[Record set — start]

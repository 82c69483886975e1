// SPDX-License-Identifier: MIT
// Copyright 2026 Roland Dreier <roland@rolandd.dev>

//! User model for storage and API.

use chrono::{DateTime, Utc};
use serde::{Deserialize, Serialize};
#[cfg(feature = "binding-generation")]
use ts_rs::TS;
use uuid::Uuid;

/// User document as stored.
///
/// Holds the password hash, so it never goes out over the wire directly;
/// responses use [`UserProfile`].
#[derive(Debug, Clone, Serialize, Deserialize)]
pub struct User {
    /// User ID (also used as document ID)
    pub id: Uuid,
    /// Display name
    pub name: String,
    /// Unique handle
    pub username: String,
    /// Unique email address
    pub email: String,
    /// bcrypt hash of the password
    pub password_hash: String,
    /// Profile picture reference (empty if unset)
    #[serde(default)]
    pub profile_pic: String,
    #[serde(default)]
    pub bio: String,
    /// Users following this user
    #[serde(default)]
    pub followers: Vec<Uuid>,
    /// Users this user follows
    #[serde(default)]
    pub following: Vec<Uuid>,
    #[serde(with = "firestore::serialize_as_timestamp")]
    pub created_at: DateTime<Utc>,
    #[serde(with = "firestore::serialize_as_timestamp")]
    pub updated_at: DateTime<Utc>,
}

impl User {
    pub fn new(name: String, username: String, email: String, password_hash: String) -> Self {
        let now = Utc::now();
        Self {
            id: Uuid::new_v4(),
            name,
            username,
            email,
            password_hash,
            profile_pic: String::new(),
            bio: String::new(),
            followers: Vec::new(),
            following: Vec::new(),
            created_at: now,
            updated_at: now,
        }
    }

    #[cfg(test)]
    pub fn is_following(&self, other: Uuid) -> bool {
        self.following.contains(&other)
    }

    /// Flip whether this user follows `target`.
    ///
    /// Returns `true` if the user follows `target` afterwards.
    pub fn toggle_following(&mut self, target: Uuid) -> bool {
        toggle_membership(&mut self.following, target)
    }

    /// Make `follower`'s presence in this user's follower set match `present`.
    pub fn set_follower(&mut self, follower: Uuid, present: bool) {
        set_membership(&mut self.followers, follower, present);
    }
}

/// Public view of a user, without credential material.
///
/// This is the identity the session resolver attaches to requests and the
/// shape every user-returning endpoint responds with.
#[derive(Debug, Clone, Serialize)]
#[serde(rename_all = "camelCase")]
#[cfg_attr(feature = "binding-generation", derive(TS))]
#[cfg_attr(feature = "binding-generation", ts(export, export_to = "bindings/"))]
pub struct UserProfile {
    pub id: Uuid,
    pub name: String,
    pub username: String,
    pub email: String,
    pub profile_pic: String,
    pub bio: String,
    pub followers: Vec<Uuid>,
    pub following: Vec<Uuid>,
    pub created_at: DateTime<Utc>,
}

impl From<User> for UserProfile {
    fn from(user: User) -> Self {
        Self {
            id: user.id,
            name: user.name,
            username: user.username,
            email: user.email,
            profile_pic: user.profile_pic,
            bio: user.bio,
            followers: user.followers,
            following: user.following,
            created_at: user.created_at,
        }
    }
}

/// Add `id` if absent, remove it if present. Returns whether it is present afterwards.
pub(crate) fn toggle_membership(set: &mut Vec<Uuid>, id: Uuid) -> bool {
    if set.contains(&id) {
        set.retain(|existing| *existing != id);
        false
    } else {
        set.push(id);
        true
    }
}

pub(crate) fn set_membership(set: &mut Vec<Uuid>, id: Uuid, present: bool) {
    set.retain(|existing| *existing != id);
    if present {
        set.push(id);
    }
}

[Record set — finish]

What you should do »
Each entry must be reproduced exactly, with nothing added or dropped.

Expected answer »
repository 82c69483886975e1
// SPDX-License-Identifier: MIT
// Copyright 2026 Roland Dreier <roland@rolandd.dev>

//! User model for storage and API.

use chrono::{DateTime, Utc};
use serde::{Deserialize, Serialize};
#[cfg(feature = "binding-generation")]
use ts_rs::TS;
use uuid::Uuid;

/// User document as stored.
///
/// Holds the password hash, so it never goes out over the wire directly;
/// responses use [`UserProfile`].
#[derive(Debug, Clone, Serialize, Deserialize)]
pub struct User {
    /// User ID (also used as document ID)
    pub id: Uuid,
    /// Display name
    pub name: String,
    /// Unique handle
    pub username: String,
    /// Unique email address
    pub email: String,
    /// bcrypt hash of the password
    pub password_hash: String,
    /// Profile picture reference (empty if unset)
    #[serde(default)]
    pub profile_pic: String,
    #[serde(default)]
    pub bio: String,
    /// Users following this user
    #[serde(default)]
    pub followers: Vec<Uuid>,
    /// Users this user follows
    #[serde(default)]
    pub following: Vec<Uuid>,
    #[serde(with = "firestore::serialize_as_timestamp")]
    pub created_at: DateTime<Utc>,
    #[serde(with = "firestore::serialize_as_timestamp")]
    pub updated_at: DateTime<Utc>,
}

impl User {
    pub fn new(name: String, username: String, email: String, password_hash: String) -> Self {
        let now = Utc::now();
        Self {
            id: Uuid::new_v4(),
            name,
            username,
            email,
            password_hash,
            profile_pic: String::new(),
            bio: String::new(),
            followers: Vec::new(),
            following: Vec::new(),
            created_at: now,
            updated_at: now,
        }
    }

    #[cfg(test)]
    pub fn is_following(&self, other: Uuid) -> bool {
        self.following.contains(&other)
    }

    /// Flip whether this user follows `target`.
    ///
    /// Returns `true` if the user follows `target` afterwards.
    pub fn toggle_following(&mut self, target: Uuid) -> bool {
        toggle_membership(&mut self.following, target)
    }

    /// Make `follower`'s presence in this user's follower set match `present`.
    pub fn set_follower(&mut self, follower: Uuid, present: bool) {
        set_membership(&mut self.followers, follower, present);
    }
}

/// Public view of a user, without credential material.
///
/// This is the identity the session resolver attaches to requests and the
/// shape every user-returning endpoint responds with.
#[derive(Debug, Clone, Serialize)]
#[serde(rename_all = "camelCase")]
#[cfg_attr(feature = "binding-generation", derive(TS))]
#[cfg_attr(feature = "binding-generation", ts(export, export_to = "bindings/"))]
pub struct UserProfile {
    pub id: Uuid,
    pub name: String,
    pub username: String,
    pub email: String,
    pub profile_pic: String,
    pub bio: String,
    pub followers: Vec<Uuid>,
    pub following: Vec<Uuid>,
    pub created_at: DateTime<Utc>,
}

impl From<User> for UserProfile {
    fn from(user: User) -> Self {
        Self {
            id: user.id,
            name: user.name,
            username: user.username,
            email: user.email,
            profile_pic: user.profile_pic,
            bio: user.bio,
            followers: user.followers,
            following: user.following,
            created_at: user.created_at,
        }
    }
}

/// Add `id` if absent, remove it if present. Returns whether it is present afterwards.
pub(crate) fn toggle_membership(set: &mut Vec<Uuid>, id: Uuid) -> bool {
    if set.contains(&id) {
        set.retain(|existing| *existing != id);
        false
    } else {
        set.push(id);
        true
    }
}

pub(crate) fn set_membership(set: &mut Vec<Uuid>, id: Uuid, present: bool) {
    set.retain(|existing| *existing != id);
    if present {
        set.push(id);
    }
}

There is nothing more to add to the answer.